## What to work on
What lines in the following entries hold the word "ExerciseRecord"? Copy each one.

══════════════════════════════

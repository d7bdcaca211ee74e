mod clock;
mod engine;

pub use clock::{Clock, ManualClock, SystemClock};
pub use engine::{
    Extension, TimerEngine, TimerEvent, TimerSnapshot, TimerState, CHECK_INTERVAL_MS,
};
use chrono::{DateTime, Local, Utc};
use movemoro_core::storage::{Database, ExerciseRecord, SessionRecord};
use serde::Serialize;

use super::format_secs;

#[derive(Serialize)]
#[serde(tag = "entry", rename_all = "snake_case")]
enum Entry {
    Session(SessionRecord),
    Exercise(ExerciseRecord),
}

impl Entry {
    fn completed_at(&self) -> DateTime<Utc> {
        match self {
            Entry::Session(s) => s.completed_at,
            Entry::Exercise(e) => e.completed_at,
        }
    }
}

pub fn run(limit: usize, json: bool) -> Result<(), Box<dyn std::error::Error>> {
    let db = Database::open()?;
    let mut entries: Vec<Entry> = db
        .sessions()?
        .into_iter()
        .map(Entry::Session)
        .chain(db.exercises()?.into_iter().map(Entry::Exercise))
        .collect();
    // Newest first.
    entries.sort_by_key(|e| std::cmp::Reverse(e.completed_at()));
    entries.truncate(limit);

    if json {
        println!("{}", serde_json::to_string_pretty(&entries)?);
        return Ok(());
    }
    if entries.is_empty() {
        println!("no history yet");
        return Ok(());
    }
    for entry in &entries {
        let at = entry.completed_at().with_timezone(&Local).format("%Y-%m-%d %H:%M");
        match entry {
            Entry::Session(s) => {
                println!("{at}  {:<10} {}", s.mode.to_string(), format_secs(s.duration_secs));
            }
            Entry::Exercise(e) if e.bonus_secs > 0 => {
                println!("{at}  {:<10} {} (+{})", e.kind.to_string(), e.name, format_secs(e.bonus_secs));
            }
            Entry::Exercise(e) => {
                println!("{at}  {:<10} {}", e.kind.to_string(), e.name);
            }
        }
    }
    Ok(())
}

══════════════════════════════

## Solution
use movemoro_core::storage::{Database, ExerciseRecord, SessionRecord};
    Exercise(ExerciseRecord),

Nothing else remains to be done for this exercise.